Unos son desmemoriados, otros hablan de prescripciones, algunos ensayan tenues críticas y hay uno, que se considera gurú del periodismo, que dice: “Toledo era un gran demócrata que se pervirtió en el poder”. Risible contradicción. Si se considera gran periodista debía conocer los antecedentes corruptos de Toledo pero, para tratar de justificar que lo apoyó a sabiendas de quién era el cholo de Cabana, ahora dice que el demócrata se perdió en las tinieblas del poder.
Ahí está la imagen de Alejandro Toledo en el aeropuerto. Es la primera escena del show. Hace unos días caminaba con su mujer y un disparatado guardaespaldas y ahora está en silla de ruedas. Se presenta como un hombre enfermo en silla de ruedas porque va a ensayar un pedido: que lo internen en una clínica. Su cobardía le impide enfrentar la responsabilidad de rendir cuentas ingresando a un presidio como corresponde con aquel que decide ser un delincuente.

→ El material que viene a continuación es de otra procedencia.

//! Per-frame analysis facade.
//!
//! [`Analyzer`] owns the scratch buffers and drives one frame through every
//! stage in a fixed order:
//!
//! ```text
//! Idle -> LuminanceComputed -> ThresholdsComputed -> Dilated -> RunEncoded
//!      -> BlobsBuilt -> FindersDetected -> QrRegionsAssembled
//!      -> SectionsComputed -> Done
//! ```
//!
//! There is no branching or retry. A failing stage aborts the frame; through
//! [`Analyzer::analyze`] that yields a degenerate [`Analysis`] instead of an
//! error, so one bad frame never stops a live capture loop.

use crate::config::AnalysisConfig;
use crate::detector::blobs::{BlobSet, label_components};
use crate::detector::finder::{FinderDetector, FinderParams};
use crate::detector::qr_region::{QrRegion, QrRegionAssembler, RegionParams};
use crate::detector::sections::Sectioner;
use crate::error::Result;
use crate::frame_log::FrameSink;
use crate::models::{Blob, BlobId, PixelClass, Section};
use crate::utils::filters::{box_blur_into, dilate_into};
use crate::utils::luminance::{to_luminance_into, to_luminance_with};
use crate::utils::scratch::{FrameScratch, ScratchStats};
use crate::utils::threshold::{histogram_full, otsu_threshold, very_very_dark_threshold};
use serde::Serialize;

/// Caller-supplied luminance function over `(r, g, b)`
pub type LuminanceFn = Box<dyn Fn(u8, u8, u8) -> u16 + Send + Sync>;

/// Position of the analyzer in the per-frame sequence
#[derive(Debug, Clone, Copy, PartialEq, Eq, Hash, Serialize)]
pub enum Stage {
    /// No frame in flight
    Idle,
    /// Luminance grid filled
    LuminanceComputed,
    /// Otsu, very-very-dark and foreground levels known
    ThresholdsComputed,
    /// Dilated and blurred grids filled
    Dilated,
    /// Run arena holds the classified frame
    RunEncoded,
    /// Components labeled and blobs aggregated
    BlobsBuilt,
    /// Finder patterns scored
    FindersDetected,
    /// QR regions assembled and deduplicated
    QrRegionsAssembled,
    /// Section statistics computed
    SectionsComputed,
    /// Result handed out
    Done,
}

impl Stage {
    /// The stage after this one; `Done` stays `Done`
    pub fn next(self) -> Stage {
        match self {
            Stage::Idle => Stage::LuminanceComputed,
            Stage::LuminanceComputed => Stage::ThresholdsComputed,
            Stage::ThresholdsComputed => Stage::Dilated,
            Stage::Dilated => Stage::RunEncoded,
            Stage::RunEncoded => Stage::BlobsBuilt,
            Stage::BlobsBuilt => Stage::FindersDetected,
            Stage::FindersDetected => Stage::QrRegionsAssembled,
            Stage::QrRegionsAssembled => Stage::SectionsComputed,
            Stage::SectionsComputed => Stage::Done,
            Stage::Done => Stage::Done,
        }
    }
}

/// Frame-wide luminance thresholds
#[derive(Debug, Clone, Copy, PartialEq, Eq, Default, Serialize)]
pub struct Thresholds {
    /// Otsu split: pixels below are dark
    pub otsu: u16,
    /// Level under which the darkest 0.5% (by default) of pixels fall
    pub very_very_dark: u16,
    /// Pixels at or below this level are foreground; `None` when the frame
    /// has no dark class at all
    pub foreground: Option<u16>,
}

impl Thresholds {
    fn from_otsu(otsu: u16, very_very_dark: u16) -> Self {
        Self {
            otsu,
            very_very_dark,
            foreground: otsu.checked_sub(1),
        }
    }
}

/// Everything found in one frame
#[derive(Debug, Clone, Default, Serialize)]
pub struct Analysis {
    width: usize,
    height: usize,
    thresholds: Thresholds,
    row_starts: Vec<usize>,
    blobs: Vec<Blob>,
    finders: Vec<BlobId>,
    qr_regions: Vec<QrRegion>,
    sections: Vec<Section>,
    degenerate: bool,
}

impl Analysis {
    /// Empty result for a frame that could not be analyzed
    pub fn degenerate(width: usize, height: usize) -> Self {
        Self {
            width,
            height,
            degenerate: true,
            ..Self::default()
        }
    }

    /// Frame width in pixels
    pub fn width(&self) -> usize {
        self.width
    }

    /// Frame height in pixels
    pub fn height(&self) -> usize {
        self.height
    }

    /// True if the frame was aborted and every list is empty
    pub fn is_degenerate(&self) -> bool {
        self.degenerate
    }

    /// Frame-wide thresholds
    pub fn thresholds(&self) -> Thresholds {
        self.thresholds
    }

    /// Index of the first run of each row, plus the total run count
    pub fn row_starts(&self) -> &[usize] {
        &self.row_starts
    }

    /// All blobs, indexed by [`BlobId`]
    pub fn blobs(&self) -> &[Blob] {
        &self.blobs
    }

    /// Ids of the blobs accepted as finder patterns
    pub fn finder_ids(&self) -> &[BlobId] {
        &self.finders
    }

    /// Blobs accepted as finder patterns
    pub fn finder_blobs(&self) -> impl Iterator<Item = &Blob> + '_ {
        self.finders.iter().map(|&id| &self.blobs[id])
    }

    /// Located codes, top to bottom then left to right
    pub fn qr_regions(&self) -> &[QrRegion] {
        &self.qr_regions
    }

    /// Number of codes in view
    pub fn qr_count(&self) -> usize {
        self.qr_regions.len()
    }

    /// Section grid, row-major
    pub fn sections(&self) -> &[Section] {
        &self.sections
    }

    /// Number of foreground blobs
    pub fn foreground_count(&self) -> usize {
        self.blobs.iter().filter(|b| b.class == PixelClass::Foreground).count()
    }

    fn annotation(&self) -> String {
        format!(
            "{}x{} qr={} finders={} blobs={} otsu={} vvd={}",
            self.width,
            self.height,
            self.qr_count(),
            self.finders.len(),
            self.blobs.len(),
            self.thresholds.otsu,
            self.thresholds.very_very_dark
        )
    }
}

/// Runs the analysis pipeline frame after frame, reusing its buffers
pub struct Analyzer {
    config: AnalysisConfig,
    scratch: FrameScratch,
    stage: Stage,
    frames: u64,
    luminance: Option<LuminanceFn>,
    sink: Option<Box<dyn FrameSink>>,
}

impl Analyzer {
    /// Analyzer with a validated configuration
    pub fn new(config: AnalysisConfig) -> Result<Self> {
        config.validate()?;
        Ok(Self {
            config,
            scratch: FrameScratch::new(),
            stage: Stage::Idle,
            frames: 0,
            luminance: None,
            sink: None,
        })
    }

    /// Replace the configured luminance model with a custom function
    pub fn with_luminance<F>(mut self, lumi: F) -> Self
    where
        F: Fn(u8, u8, u8) -> u16 + Send + Sync + 'static,
    {
        self.luminance = Some(Box::new(lumi));
        self
    }

    /// Forward every analyzed frame to `sink`
    pub fn with_sink(mut self, sink: Box<dyn FrameSink>) -> Self {
        self.sink = Some(sink);
        self
    }

    /// Active configuration
    pub fn config(&self) -> &AnalysisConfig {
        &self.config
    }

    /// Stage reached by the last frame
    pub fn stage(&self) -> Stage {
        self.stage
    }

    /// Frames analyzed so far, including aborted ones
    pub fn frames(&self) -> u64 {
        self.frames
    }

    /// Buffer reuse counters
    pub fn scratch_stats(&self) -> ScratchStats {
        self.scratch.stats()
    }

    /// Flush and detach the frame sink
    pub fn take_sink(&mut self) -> Option<Box<dyn FrameSink>> {
        let mut sink = self.sink.take()?;
        if let Err(e) = sink.save() {
            log::warn!("frame sink save failed: {e}");
        }
        Some(sink)
    }

    /// Analyze one frame of 4-byte pixels; never fails.
    ///
    /// Any error aborts the frame and gives a degenerate result.
    pub fn analyze(&mut self, pixels: &[u8], width: usize, height: usize) -> Analysis {
        match self.try_analyze(pixels, width, height) {
            Ok(analysis) => analysis,
            Err(e) => {
                log::warn!("frame {} aborted after {:?}: {e}", self.frames, self.stage);
                self.stage = Stage::Idle;
                Analysis::degenerate(width, height)
            }
        }
    }

    /// Analyze one frame, reporting why it was aborted
    pub fn try_analyze(&mut self, pixels: &[u8], width: usize, height: usize) -> Result<Analysis> {
        self.frames += 1;
        self.stage = Stage::Idle;
        let config = &self.config;
        let scratch = &mut self.scratch;

        match &self.luminance {
            Some(lumi) => to_luminance_with(
                pixels,
                width,
                height,
                config.channel_order,
                |r, g, b| lumi(r, g, b),
                &mut scratch.luma,
            )?,
            None => to_luminance_into(
                pixels,
                width,
                height,
                config.channel_order,
                config.luminance_model,
                &mut scratch.luma,
            )?,
        }
        scratch.prepare(width, height)?;
        Self::advance(&mut self.stage, self.frames);

        let hist = histogram_full(&scratch.luma);
        let pixel_count = width * height;
        let thresholds = Thresholds::from_otsu(
            otsu_threshold(&hist, pixel_count),
            very_very_dark_threshold(&hist, pixel_count, config.very_very_dark_fraction),
        );
        log::debug!("thresholds {thresholds:?}");
        Self::advance(&mut self.stage, self.frames);

        dilate_into(&scratch.luma, config.dilation_radius, &mut scratch.dilated, &mut scratch.temp)?;
        box_blur_into(&scratch.luma, config.blur_radius, &mut scratch.blurred, &mut scratch.temp)?;
        Self::advance(&mut self.stage, self.frames);

        match thresholds.foreground {
            Some(level) => scratch.runs.encode_threshold(&scratch.luma, level)?,
            None => scratch
                .runs
                .encode(&|_x: usize, _y: usize| PixelClass::Background, width, height)?,
        }
        Self::advance(&mut self.stage, self.frames);

        label_components(&mut scratch.runs);
        let mut blobs = BlobSet::build(&mut scratch.runs, Some(&scratch.luma));
        log::debug!("{} blobs from {} runs", blobs.len(), scratch.runs.runs().len());
        Self::advance(&mut self.stage, self.frames);

        let finders = FinderDetector::detect(&mut blobs, &FinderParams::from_config(config));
        log::debug!("{} finder patterns", finders.len());
        Self::advance(&mut self.stage, self.frames);

        let assembler = QrRegionAssembler::new(RegionParams::from_config(config), width, height);
        let assembler = match thresholds.foreground {
            Some(level) => assembler.with_density(&scratch.dilated, level),
            None => assembler,
        };
        let qr_regions = assembler.assemble(&mut blobs, &finders);
        log::debug!("{} QR regions", qr_regions.len());
        Self::advance(&mut self.stage, self.frames);

        let sections = Sectioner::from_config(config).compute(
            &scratch.luma,
            &scratch.blurred,
            thresholds.otsu,
            thresholds.very_very_dark,
        );
        Self::advance(&mut self.stage, self.frames);

        let analysis = Analysis {
            width,
            height,
            thresholds,
            row_starts: scratch.runs.row_starts().to_vec(),
            blobs: blobs.into_blobs(),
            finders,
            qr_regions,
            sections,
            degenerate: false,
        };

        if let Some(sink) = self.sink.as_mut() {
            if let Err(e) = sink.log_frame(pixels, width, height, &analysis.annotation()) {
                log::warn!("frame sink failed: {e}");
            }
        }
        Self::advance(&mut self.stage, self.frames);
        Ok(analysis)
    }

    fn advance(stage: &mut Stage, frame: u64) {
        let next = stage.next();
        log::debug!("frame {frame}: {stage:?} -> {next:?}");
        *stage = next;
    }
}

impl Default for Analyzer {
    fn default() -> Self {
        Self {
            config: AnalysisConfig::default(),
            scratch: FrameScratch::new(),
            stage: Stage::Idle,
            frames: 0,
            luminance: None,
            sink: None,
        }
    }
}

impl std::fmt::Debug for Analyzer {
    fn fmt(&self, f: &mut std::fmt::Formatter<'_>) -> std::fmt::Result {
        f.debug_struct("Analyzer")
            .field("config", &self.config)
            .field("stage", &self.stage)
            .field("frames", &self.frames)
            .field("custom_luminance", &self.luminance.is_some())
            .field("sink", &self.sink.is_some())
            .finish()
    }
}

El prófugo al que inventaron como demócrata, arriba extraditado gracias a las evidencias del millonario soborno de Odebrecht. Que lo ayuden, que lo rodeen, que lo visiten, que lo defiendan aquellos que disfrutaron de su gobierno. Y esa corte que lo rodeó que sepa que están teñidos por la misma infamia de ese hombre cobarde y corrupto al que tanto respaldaron a cambio de beneficios.